Vaccine protest is more than vaccines and mandates
The disruption of Remembrance Day ceremonies in Kamloops and Kelowna was about more than vaccines and more about mandates.
In Kamloops, a young man began to recite In Flanders Fields, before adding a his opinion about remembering forefathers who fought for our freedoms. He put an emphasis on freedom and then condemned vaccine mandates and government propaganda "forced down our throats." A middle-aged man, who said he was a veteran, interrupted the speaker, dropping F-bombs for all to hear.

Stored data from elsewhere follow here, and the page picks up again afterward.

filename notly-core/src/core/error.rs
//! Error types for the Notly core library.

use serde::Serialize;
use thiserror::Error;

use crate::core::export::BundleError;

/// Coarse failure classification shared with the UI layer.
///
/// Every error that reaches the front-end is reported under one of these
/// kinds so that toasts, logs, and the crash-recovery screen can treat
/// failures uniformly.
#[derive(Debug, Clone, Copy, PartialEq, Eq, Serialize)]
#[serde(rename_all = "lowercase")]
pub enum ErrorKind {
    /// Fetch or storage-connection failure.
    Network,
    /// Quota exceeded, entity not found, unreadable collection.
    Storage,
    /// Malformed user input or a malformed import bundle.
    Validation,
    /// An unexpected exception surfaced at runtime.
    Runtime,
    /// Anything that could not be classified.
    Unknown,
}

impl ErrorKind {
    /// Classifies an arbitrary exception message (e.g. from the top-level
    /// recovery boundary) into a kind. Best-effort keyword matching;
    /// unrecognised messages land in [`ErrorKind::Runtime`].
    pub fn classify_message(message: &str) -> Self {
        let lower = message.to_lowercase();
        if lower.is_empty() {
            Self::Unknown
        } else if lower.contains("network") || lower.contains("fetch") || lower.contains("connection") {
            Self::Network
        } else if lower.contains("quota") || lower.contains("storage") || lower.contains("not found") {
            Self::Storage
        } else if lower.contains("invalid") || lower.contains("validation") || lower.contains("parse") {
            Self::Validation
        } else {
            Self::Runtime
        }
    }
}

/// All errors that can occur within the Notly core library.
#[derive(Debug, Error)]
pub enum NotlyError {
    /// The storage backend rejected a read or write.
    #[error("Storage error: {0}")]
    Storage(String),

    /// An I/O operation on the filesystem failed.
    #[error("IO error: {0}")]
    Io(#[from] std::io::Error),

    /// Stored entity data could not be (de)serialized.
    #[error("JSON error: {0}")]
    Json(#[from] serde_json::Error),

    /// A project ID was requested that does not exist.
    #[error("Project not found: {0}")]
    ProjectNotFound(String),

    /// A board ID was requested that does not exist.
    #[error("Board not found: {0}")]
    BoardNotFound(String),

    /// A card ID was requested that does not exist.
    #[error("Card not found: {0}")]
    CardNotFound(String),

    /// A file entry ID was requested that does not exist.
    #[error("File not found: {0}")]
    FileNotFound(String),

    /// A tag ID was requested that does not exist.
    #[error("Tag not found: {0}")]
    TagNotFound(String),

    /// No journal entry exists for the given date.
    #[error("No journal entry for {0}")]
    JournalEntryNotFound(String),

    /// A version snapshot ID was requested that does not exist.
    #[error("Version not found: {0}")]
    VersionNotFound(String),

    /// User input failed a store-level validation rule.
    #[error("Validation failed: {0}")]
    ValidationFailed(String),

    /// Bundle export/import failed; see [`BundleError`] for the cause.
    #[error("Bundle error: {0}")]
    Bundle(#[from] BundleError),
}

/// Convenience alias that pins the error type to [`NotlyError`].
pub type Result<T> = std::result::Result<T, NotlyError>;

impl NotlyError {
    /// Returns the classification kind this error reports under.
    #[must_use]
    pub fn kind(&self) -> ErrorKind {
        match self {
            Self::Storage(_) | Self::Io(_) => ErrorKind::Storage,
            Self::ProjectNotFound(_)
            | Self::BoardNotFound(_)
            | Self::CardNotFound(_)
            | Self::FileNotFound(_)
            | Self::TagNotFound(_)
            | Self::JournalEntryNotFound(_)
            | Self::VersionNotFound(_) => ErrorKind::Storage,
            Self::Json(_) | Self::ValidationFailed(_) => ErrorKind::Validation,
            Self::Bundle(e) => e.kind(),
        }
    }

    /// Returns a short, human-readable message suitable for display to the end user.
    #[must_use]
    pub fn user_message(&self) -> String {
        match self {
            Self::Storage(e) => format!("Failed to save: {e}"),
            Self::Io(e) => format!("File error: {e}"),
            Self::Json(e) => format!("Data format error: {e}"),
            Self::ProjectNotFound(_) => "Project no longer exists".to_string(),
            Self::BoardNotFound(_) => "Board no longer exists".to_string(),
            Self::CardNotFound(_) => "Card no longer exists".to_string(),
            Self::FileNotFound(_) => "File no longer exists".to_string(),
            Self::TagNotFound(_) => "Tag no longer exists".to_string(),
            Self::JournalEntryNotFound(date) => format!("No journal entry for {date}"),
            Self::VersionNotFound(_) => "That version no longer exists".to_string(),
            Self::ValidationFailed(msg) => msg.clone(),
            Self::Bundle(e) => e.user_message(),
        }
    }
}
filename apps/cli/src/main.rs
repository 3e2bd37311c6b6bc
use std::{fs, path::PathBuf, sync::Arc, time::Duration};

use anyhow::{bail, Context, Result};
use clap::Parser;
use client_core::{HttpAnalysisBackend, ReviewController, WorkflowState};
use shared::domain::{format_file_size, CvFile};
use tracing::info;

mod settings;

use settings::load_settings;

#[derive(Parser, Debug)]
#[command(name = "cv-review", about = "Upload a resume to the CV review service and print the report")]
struct Args {
    /// Path to a .pdf or .docx resume
    file: PathBuf,
    /// Analysis service origin; overrides cv-review.toml and CV_REVIEW_SERVER_URL
    #[arg(long)]
    server_url: Option<String>,
    /// Give up on the request after this many seconds (no timeout by default)
    #[arg(long)]
    timeout_secs: Option<u64>,
}

#[tokio::main]
async fn main() -> Result<()> {
    tracing_subscriber::fmt().init();
    let args = Args::parse();
    let settings = load_settings();

    let server_url = args.server_url.unwrap_or(settings.server_url);
    let timeout = args
        .timeout_secs
        .or(settings.timeout_secs)
        .map(Duration::from_secs);

    let bytes = fs::read(&args.file)
        .with_context(|| format!("failed to read '{}'", args.file.display()))?;
    let name = args
        .file
        .file_name()
        .and_then(|name| name.to_str())
        .unwrap_or_default()
        .to_string();
    let file = CvFile::new(name, bytes);

    let mut backend = HttpAnalysisBackend::new(server_url.as_str());
    if let Some(timeout) = timeout {
        backend = backend.with_timeout(timeout);
    }
    let controller = ReviewController::new(Arc::new(backend));

    if !controller.select_file(file).await {
        bail!(
            "unsupported file type: '{}' (expected .pdf or .docx)",
            args.file.display()
        );
    }

    let snapshot = controller.snapshot().await;
    if let Some(selected) = &snapshot.file {
        println!(
            "Analyzing {} ({})...",
            selected.name,
            format_file_size(selected.size_bytes)
        );
    }
    info!(server_url = %server_url, "contacting analysis service");

    controller.submit().await;

    let snapshot = controller.snapshot().await;
    match snapshot.workflow {
        WorkflowState::Succeeded => {
            let report = snapshot
                .report
                .context("workflow succeeded without a report")?;
            println!();
            println!(
                "Report for {} (candidate: {})",
                report.file_name,
                report.candidate_display()
            );
            println!();
            println!("Summary");
            println!("  {}", report.summary);
            println!();
            println!("Skills");
            for item in report.skill_items() {
                println!("  - {item}");
            }
            println!();
            println!("Feedback");
            for (index, item) in report.feedback_items().iter().enumerate() {
                println!("  {}. {item}", index + 1);
            }
            Ok(())
        }
        WorkflowState::Failed => {
            let message = snapshot
                .error
                .unwrap_or_else(|| "analysis failed".to_string());
            bail!(message);
        }
        state => bail!("unexpected workflow state after submit: {state:?}"),
    }
}
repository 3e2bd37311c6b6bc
pub mod domain;
pub mod protocol;
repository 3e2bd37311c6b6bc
/// File extensions the upload workflow accepts, matched case-insensitively
/// against the end of the filename.
pub const SUPPORTED_EXTENSIONS: [&str; 2] = [".pdf", ".docx"];

/// A user-selected resume held in memory for the current session. At most one
/// exists per workflow; nothing is ever written to disk.
#[derive(Debug, Clone, PartialEq, Eq)]
pub struct CvFile {
    pub name: String,
    pub bytes: Vec<u8>,
}

impl CvFile {
    pub fn new(name: impl Into<String>, bytes: Vec<u8>) -> Self {
        Self {
            name: name.into(),
            bytes,
        }
    }

    pub fn size_bytes(&self) -> u64 {
        self.bytes.len() as u64
    }

    pub fn has_supported_extension(&self) -> bool {
        is_supported_cv_filename(&self.name)
    }
}

pub fn is_supported_cv_filename(name: &str) -> bool {
    let name = name.to_lowercase();
    SUPPORTED_EXTENSIONS.iter().any(|ext| name.ends_with(ext))
}

/// Human-readable size with one decimal above the byte range, e.g. "2.4 KB".
pub fn format_file_size(bytes: u64) -> String {
    const KIB: f64 = 1024.0;
    const MIB: f64 = 1024.0 * 1024.0;

    if bytes < 1024 {
        return format!("{bytes} B");
    }
    if (bytes as f64) < MIB {
        return format!("{:.1} KB", bytes as f64 / KIB);
    }
    format!("{:.1} MB", bytes as f64 / MIB)
}

#[cfg(test)]
mod tests {
    use super::*;

    #[test]
    fn accepts_pdf_and_docx_regardless_of_case() {
        assert!(is_supported_cv_filename("resume.pdf"));
        assert!(is_supported_cv_filename("Resume.DOCX"));
        assert!(is_supported_cv_filename("archive.v2.PDF"));
    }

    #[test]
    fn rejects_other_extensions() {
        assert!(!is_supported_cv_filename("resume.txt"));
        assert!(!is_supported_cv_filename("resume.pdf.exe"));
        assert!(!is_supported_cv_filename("resume.doc"));
        assert!(!is_supported_cv_filename("pdf"));
        assert!(!is_supported_cv_filename(""));
    }

    #[test]
    fn formats_sizes_across_unit_boundaries() {
        assert_eq!(format_file_size(0), "0 B");
        assert_eq!(format_file_size(1023), "1023 B");
        assert_eq!(format_file_size(1024), "1.0 KB");
        assert_eq!(format_file_size(1536), "1.5 KB");
        assert_eq!(format_file_size(5 * 1024 * 1024), "5.0 MB");
    }
}
use std::{sync::Arc, time::Duration};

use async_trait::async_trait;
use reqwest::{multipart, Client};
use shared::{
    domain::CvFile,
    protocol::{list_items, AnalyzeCvResponse, ErrorBody},
};
use thiserror::Error;
use tokio::sync::{broadcast, Mutex};
use tracing::{info, warn};

/// Default origin of the analysis service.
pub const DEFAULT_SERVER_URL: &str = "http://localhost:8000";

/// Fallback message when the service rejects an upload without a usable
/// `error` field in the response body.
pub const SERVICE_ERROR_FALLBACK: &str = "Failed to analyze CV";

/// Fallback message for transport-level failures that carry no message of
/// their own, and for success responses whose body cannot be decoded.
pub const TRANSPORT_ERROR_FALLBACK: &str = "Something went wrong";

const EVENT_CHANNEL_CAPACITY: usize = 64;

/// Terminal failure of one analysis attempt. Both variants carry the
/// human-readable message the workflow surfaces to the user.
#[derive(Debug, Clone, PartialEq, Eq, Error)]
pub enum AnalyzeError {
    /// The service answered with a non-success status.
    #[error("{0}")]
    Service(String),
    /// The request never completed, or the success body was undecodable.
    #[error("{0}")]
    Transport(String),
}

impl AnalyzeError {
    pub fn message(&self) -> &str {
        match self {
            Self::Service(message) | Self::Transport(message) => message,
        }
    }

    fn from_transport(err: reqwest::Error) -> Self {
        let message = err.to_string();
        if message.is_empty() {
            Self::Transport(TRANSPORT_ERROR_FALLBACK.to_string())
        } else {
            Self::Transport(message)
        }
    }
}

/// Seam between the workflow controller and the analysis service, so the
/// controller's transition logic stays testable without a network.
#[async_trait]
pub trait AnalysisBackend: Send + Sync {
    async fn analyze(&self, file: &CvFile) -> Result<AnalyzeCvResponse, AnalyzeError>;
}

/// Real backend: one `POST {server_url}/analyze-cv` multipart request per
/// invocation, no retries. A timeout is only enforced when configured.
pub struct HttpAnalysisBackend {
    http: Client,
    server_url: String,
    timeout: Option<Duration>,
}

impl HttpAnalysisBackend {
    pub fn new(server_url: impl Into<String>) -> Self {
        Self {
            http: Client::new(),
            server_url: server_url.into(),
            timeout: None,
        }
    }

    pub fn with_timeout(mut self, timeout: Duration) -> Self {
        self.timeout = Some(timeout);
        self
    }
}

#[async_trait]
impl AnalysisBackend for HttpAnalysisBackend {
    async fn analyze(&self, file: &CvFile) -> Result<AnalyzeCvResponse, AnalyzeError> {
        let part = multipart::Part::bytes(file.bytes.clone()).file_name(file.name.clone());
        let form = multipart::Form::new().part("file", part);

        let mut request = self
            .http
            .post(format!("{}/analyze-cv", self.server_url))
            .multipart(form);
        if let Some(timeout) = self.timeout {
            request = request.timeout(timeout);
        }

        let response = request.send().await.map_err(AnalyzeError::from_transport)?;

        let status = response.status();
        if !status.is_success() {
            let body: ErrorBody = response.json().await.unwrap_or_default();
            let message = body
                .error
                .unwrap_or_else(|| SERVICE_ERROR_FALLBACK.to_string());
            warn!(status = %status, error = %message, "analysis service rejected cv");
            return Err(AnalyzeError::Service(message));
        }

        response.json::<AnalyzeCvResponse>().await.map_err(|err| {
            warn!(error = %err, "analysis service returned an undecodable success body");
            AnalyzeError::Transport(TRANSPORT_ERROR_FALLBACK.to_string())
        })
    }
}

/// Exclusive workflow state. `Analyzing` doubles as the in-flight guard:
/// while it holds, no second request can start and no mutation is accepted.
#[derive(Debug, Clone, Copy, PartialEq, Eq, Default)]
pub enum WorkflowState {
    #[default]
    Idle,
    Ready,
    Analyzing,
    Succeeded,
    Failed,
}

/// Result of one completed analysis, owned by the controller until reset.
/// `skills_text`/`feedback_text` keep the service's newline-delimited blobs
/// verbatim.
#[derive(Debug, Clone, PartialEq)]
pub struct AnalysisReport {
    pub file_name: String,
    pub candidate_name: Option<String>,
    pub summary: String,
    pub skills_text: String,
    pub feedback_text: String,
}

impl AnalysisReport {
    pub fn skill_items(&self) -> Vec<String> {
        list_items(&self.skills_text)
    }

    pub fn feedback_items(&self) -> Vec<String> {
        list_items(&self.feedback_text)
    }

    /// Candidate name, or the placeholder the dashboard shows when the
    /// service could not extract one.
    pub fn candidate_display(&self) -> &str {
        self.candidate_name.as_deref().unwrap_or("Extracted")
    }
}

impl From<AnalyzeCvResponse> for AnalysisReport {
    fn from(response: AnalyzeCvResponse) -> Self {
        Self {
            file_name: response.filename,
            candidate_name: response.candidate_name,
            summary: response.analysis.summary,
            skills_text: response.analysis.skills,
            feedback_text: response.analysis.feedback,
        }
    }
}

#[derive(Debug, Clone, PartialEq, Eq)]
pub struct FileSummary {
    pub name: String,
    pub size_bytes: u64,
}

#[derive(Debug, Clone, PartialEq)]
pub enum ReviewEvent {
    FileSelected(FileSummary),
    FileRemoved,
    AnalysisStarted { file_name: String },
    AnalysisSucceeded(AnalysisReport),
    AnalysisFailed { message: String },
    WorkflowReset,
}

/// Point-in-time copy of the controller state for polling observers.
#[derive(Debug, Clone, Default, PartialEq)]
pub struct ReviewSnapshot {
    pub workflow: WorkflowState,
    pub file: Option<FileSummary>,
    pub report: Option<AnalysisReport>,
    pub error: Option<String>,
}

#[derive(Default)]
struct ReviewState {
    workflow: WorkflowState,
    file: Option<CvFile>,
    report: Option<AnalysisReport>,
    error: Option<String>,
}

/// Single source of truth for the upload-and-analysis workflow: holds the
/// selected file, drives `Idle → Ready → Analyzing → Succeeded/Failed`, and
/// never lets two requests overlap on one controller instance.
pub struct ReviewController {
    backend: Arc<dyn AnalysisBackend>,
    inner: Mutex<ReviewState>,
    events: broadcast::Sender<ReviewEvent>,
}

impl ReviewController {
    pub fn new(backend: Arc<dyn AnalysisBackend>) -> Arc<Self> {
        let (events, _) = broadcast::channel(EVENT_CHANNEL_CAPACITY);
        Arc::new(Self {
            backend,
            inner: Mutex::new(ReviewState::default()),
            events,
        })
    }

    pub fn with_http_backend(server_url: impl Into<String>) -> Arc<Self> {
        Self::new(Arc::new(HttpAnalysisBackend::new(server_url)))
    }

    /// Accepts a `.pdf`/`.docx` file (case-insensitive) and moves to `Ready`.
    /// Unsupported names are dropped without touching state, matching the
    /// upload surface this replaces. Selecting after a result starts a fresh
    /// cycle; selections while a request is in flight are ignored. Returns
    /// whether the file was taken.
    pub async fn select_file(&self, file: CvFile) -> bool {
        if !file.has_supported_extension() {
            info!(file = %file.name, "ignoring file with unsupported extension");
            return false;
        }

        let summary = {
            let mut inner = self.inner.lock().await;
            if inner.workflow == WorkflowState::Analyzing {
                return false;
            }
            let summary = FileSummary {
                name: file.name.clone(),
                size_bytes: file.size_bytes(),
            };
            inner.file = Some(file);
            inner.report = None;
            inner.error = None;
            inner.workflow = WorkflowState::Ready;
            summary
        };

        let _ = self.events.send(ReviewEvent::FileSelected(summary));
        true
    }

    /// Clears the selected file. Only meaningful from `Ready`.
    pub async fn remove_file(&self) -> bool {
        {
            let mut inner = self.inner.lock().await;
            if inner.workflow != WorkflowState::Ready {
                return false;
            }
            inner.file = None;
            inner.workflow = WorkflowState::Idle;
        }

        let _ = self.events.send(ReviewEvent::FileRemoved);
        true
    }

    /// Dispatches the selected file to the analysis backend. Accepted from
    /// `Ready`, and from `Failed` since the file survives a failed attempt.
    /// A no-op while a request is already outstanding, so redundant calls
    /// during the in-flight window cost nothing and send nothing. Returns
    /// whether a request was dispatched.
    pub async fn submit(&self) -> bool {
        let file = {
            let mut inner = self.inner.lock().await;
            match inner.workflow {
                WorkflowState::Ready | WorkflowState::Failed => {}
                _ => return false,
            }
            let Some(file) = inner.file.clone() else {
                return false;
            };
            inner.workflow = WorkflowState::Analyzing;
            inner.error = None;
            file
        };

        let _ = self.events.send(ReviewEvent::AnalysisStarted {
            file_name: file.name.clone(),
        });
        info!(file = %file.name, size_bytes = file.size_bytes(), "submitting cv for analysis");

        // The lock is not held across this await; `Analyzing` alone keeps
        // other operations out until the request resolves.
        let outcome = self.backend.analyze(&file).await;

        let mut inner = self.inner.lock().await;
        match outcome {
            Ok(response) => {
                let report = AnalysisReport::from(response);
                inner.workflow = WorkflowState::Succeeded;
                inner.report = Some(report.clone());
                drop(inner);
                info!(file = %report.file_name, "cv analysis succeeded");
                let _ = self.events.send(ReviewEvent::AnalysisSucceeded(report));
            }
            Err(err) => {
                let message = err.message().to_string();
                inner.workflow = WorkflowState::Failed;
                inner.error = Some(message.clone());
                drop(inner);
                warn!(error = %message, "cv analysis failed");
                let _ = self.events.send(ReviewEvent::AnalysisFailed { message });
            }
        }
        true
    }

    /// Discards the report or error along with the selected file, returning
    /// to `Idle`. Only valid once a terminal state has been reached.
    pub async fn reset(&self) -> bool {
        {
            let mut inner = self.inner.lock().await;
            match inner.workflow {
                WorkflowState::Succeeded | WorkflowState::Failed => {}
                _ => return false,
            }
            *inner = ReviewState::default();
        }

        let _ = self.events.send(ReviewEvent::WorkflowReset);
        true
    }

    pub async fn snapshot(&self) -> ReviewSnapshot {
        let inner = self.inner.lock().await;
        ReviewSnapshot {
            workflow: inner.workflow,
            file: inner.file.as_ref().map(|file| FileSummary {
                name: file.name.clone(),
                size_bytes: file.size_bytes(),
            }),
            report: inner.report.clone(),
            error: inner.error.clone(),
        }
    }

    pub fn subscribe_events(&self) -> broadcast::Receiver<ReviewEvent> {
        self.events.subscribe()
    }
}

#[cfg(test)]
#[path = "tests/lib_tests.rs"]
mod tests;
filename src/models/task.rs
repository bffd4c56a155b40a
use serde::Serialize;
use sqlx::{FromRow, SqlitePool};

use super::task_type::TaskType;

#[derive(Debug, Clone, PartialEq, Serialize, FromRow)]
pub struct Task {
    pub id: i64,
    pub title: String,
    pub description: Option<String>,
    pub task_type: TaskType,
    pub project_id: Option<i64>,
    pub user_id: Option<i64>,
}

/// Task row with the referenced project name and username resolved.
#[derive(Debug, Clone, PartialEq, FromRow)]
pub struct TaskDetail {
    pub id: i64,
    pub title: String,
    pub description: Option<String>,
    pub task_type: TaskType,
    pub project_id: Option<i64>,
    pub project_name: Option<String>,
    pub user_id: Option<i64>,
    pub username: Option<String>,
}

/// Writable columns of a task, used for both insert and full update.
#[derive(Debug, Clone)]
pub struct NewTask {
    pub title: String,
    pub description: Option<String>,
    pub task_type: TaskType,
    pub project_id: Option<i64>,
    pub user_id: Option<i64>,
}

const DETAIL_SELECT: &str = "
    SELECT t.id, t.title, t.description, t.task_type,
           t.project_id, p.name AS project_name,
           t.user_id, u.username
    FROM tasks t
    LEFT JOIN projects p ON t.project_id = p.id
    LEFT JOIN users u ON t.user_id = u.id
";

impl Task {
    pub async fn create(pool: &SqlitePool, task: &NewTask) -> Result<Task, sqlx::Error> {
        sqlx::query_as::<_, Task>(
            "INSERT INTO tasks (title, description, task_type, project_id, user_id)
             VALUES (?, ?, ?, ?, ?)
             RETURNING id, title, description, task_type, project_id, user_id",
        )
        .bind(&task.title)
        .bind(&task.description)
        .bind(task.task_type)
        .bind(task.project_id)
        .bind(task.user_id)
        .fetch_one(pool)
        .await
    }

    pub async fn update(
        pool: &SqlitePool,
        id: i64,
        task: &NewTask,
    ) -> Result<Option<Task>, sqlx::Error> {
        sqlx::query_as::<_, Task>(
            "UPDATE tasks
             SET title = ?, description = ?, task_type = ?, project_id = ?, user_id = ?
             WHERE id = ?
             RETURNING id, title, description, task_type, project_id, user_id",
        )
        .bind(&task.title)
        .bind(&task.description)
        .bind(task.task_type)
        .bind(task.project_id)
        .bind(task.user_id)
        .bind(id)
        .fetch_optional(pool)
        .await
    }

    pub async fn delete(pool: &SqlitePool, id: i64) -> Result<bool, sqlx::Error> {
        let result = sqlx::query("DELETE FROM tasks WHERE id = ?")
            .bind(id)
            .execute(pool)
            .await?;
        Ok(result.rows_affected() > 0)
    }
}

impl TaskDetail {
    pub async fn find_by_id(pool: &SqlitePool, id: i64) -> Result<Option<TaskDetail>, sqlx::Error> {
        sqlx::query_as::<_, TaskDetail>(&format!("{DETAIL_SELECT} WHERE t.id = ?"))
            .bind(id)
            .fetch_optional(pool)
            .await
    }

    pub async fn find_all(pool: &SqlitePool) -> Result<Vec<TaskDetail>, sqlx::Error> {
        sqlx::query_as::<_, TaskDetail>(&format!("{DETAIL_SELECT} ORDER BY t.id"))
            .fetch_all(pool)
            .await
    }

    pub async fn find_by_project(
        pool: &SqlitePool,
        project_id: i64,
    ) -> Result<Vec<TaskDetail>, sqlx::Error> {
        sqlx::query_as::<_, TaskDetail>(&format!(
            "{DETAIL_SELECT} WHERE t.project_id = ? ORDER BY t.id"
        ))
        .bind(project_id)
        .fetch_all(pool)
        .await
    }
}
use actix_web::{web, HttpResponse};
use log::info;
use sqlx::SqlitePool;

use super::task_models::{TaskRequest, TaskResponse};
use crate::error::ApiError;
use crate::models::{
    project::Project,
    task::{NewTask, Task, TaskDetail},
    user::User,
};

// Check the referenced project and user before touching the tasks table
async fn resolve_task(pool: &SqlitePool, request: TaskRequest) -> Result<NewTask, ApiError> {
    let project_id = request.project.map(|p| p.id);
    if let Some(id) = project_id {
        if !Project::exists(pool, id).await? {
            info!("Project not found: {}", id);
            return Err(ApiError::project_not_found(id));
        }
    }

    let user_id = request.user.map(|u| u.id);
    if let Some(id) = user_id {
        if !User::exists(pool, id).await? {
            info!("User not found: {}", id);
            return Err(ApiError::user_not_found(id));
        }
    }

    Ok(NewTask {
        title: request.title,
        description: request.description,
        task_type: request.task_type,
        project_id,
        user_id,
    })
}

async fn load_task(pool: &SqlitePool, id: i64) -> Result<TaskResponse, ApiError> {
    match TaskDetail::find_by_id(pool, id).await? {
        Some(detail) => Ok(detail.into()),
        None => {
            info!("Task not found: {}", id);
            Err(ApiError::task_not_found(id))
        }
    }
}

// Handler to add a task
pub async fn create_task(
    pool: web::Data<SqlitePool>,
    request: web::Json<TaskRequest>,
) -> Result<HttpResponse, ApiError> {
    info!("Received request to create task: {}", request.title);

    let new_task = resolve_task(pool.get_ref(), request.into_inner()).await?;
    let task = Task::create(pool.get_ref(), &new_task).await?;
    info!("Task {} created with id {}", task.title, task.id);

    // Read it back with project and user resolved
    let response = load_task(pool.get_ref(), task.id).await?;
    Ok(HttpResponse::Created().json(response))
}

// Handler to get the task list
pub async fn get_tasks(pool: web::Data<SqlitePool>) -> Result<HttpResponse, ApiError> {
    let tasks: Vec<TaskResponse> = TaskDetail::find_all(pool.get_ref())
        .await?
        .into_iter()
        .map(TaskResponse::from)
        .collect();
    Ok(HttpResponse::Ok().json(tasks))
}

pub async fn get_task(
    pool: web::Data<SqlitePool>,
    path: web::Path<i64>,
) -> Result<HttpResponse, ApiError> {
    let response = load_task(pool.get_ref(), path.into_inner()).await?;
    Ok(HttpResponse::Ok().json(response))
}

// Handler to replace a task
pub async fn update_task(
    pool: web::Data<SqlitePool>,
    path: web::Path<i64>,
    request: web::Json<TaskRequest>,
) -> Result<HttpResponse, ApiError> {
    let id = path.into_inner();
    info!("Received request to update task {}", id);

    let new_task = resolve_task(pool.get_ref(), request.into_inner()).await?;
    if Task::update(pool.get_ref(), id, &new_task).await?.is_none() {
        info!("Task not found: {}", id);
        return Err(ApiError::task_not_found(id));
    }

    let response = load_task(pool.get_ref(), id).await?;
    Ok(HttpResponse::Ok().json(response))
}

// Handler to delete a task
pub async fn delete_task(
    pool: web::Data<SqlitePool>,
    path: web::Path<i64>,
) -> Result<HttpResponse, ApiError> {
    let id = path.into_inner();
    if !Task::delete(pool.get_ref(), id).await? {
        info!("Task not found: {}", id);
        return Err(ApiError::task_not_found(id));
    }

    info!("Task {} deleted", id);
    Ok(HttpResponse::NoContent().finish())
}

// Handler to get the tasks of one project
pub async fn get_project_tasks(
    pool: web::Data<SqlitePool>,
    path: web::Path<i64>,
) -> Result<HttpResponse, ApiError> {
    let project_id = path.into_inner();
    if !Project::exists(pool.get_ref(), project_id).await? {
        info!("Project not found: {}", project_id);
        return Err(ApiError::project_not_found(project_id));
    }

    let tasks: Vec<TaskResponse> = TaskDetail::find_by_project(pool.get_ref(), project_id)
        .await?
        .into_iter()
        .map(TaskResponse::from)
        .collect();
    Ok(HttpResponse::Ok().json(tasks))
}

The way the vaccination debate is shaping up it’s more than vaccines – people are taking a stand against what they see as government control and intrusion into their lives. They see it as government propaganda "forced down our throats." Vaccine mandates result in job losses for those who do not bow to the government’s edicts. They interpret that as an assault on freedom. They don’t see government rules as privilege, but as a loss freedom.
A number of mandate deadlines are coming up in the next few days and weeks, and if the vaccination rate does not pick up dramatically there will be a lot of people off their jobs. Those people see themselves as powerless victims at the hands of the government, their lives being disrupted, so their response is to stand firm on the issue, even though it is secondary in itself.
It boils down to “nobody tells me what to do.” And when that becomes the guiding principle, it’s an even greater challenge for government to deal with. The more control government assumes the more the resistance grows. And when that resistance gets large enough it will impact the daily lives of all British Columbians – not enough people to keep our society working as we feel it should. When there are not enough first responders – nurses, doctors, police, fire and ambulance.
Things are not going to be pretty for the next few weeks and months, and Health Minister Adrian Dix and Public Health Officer Dr. Bonnie Henry may have to learn to walk on water.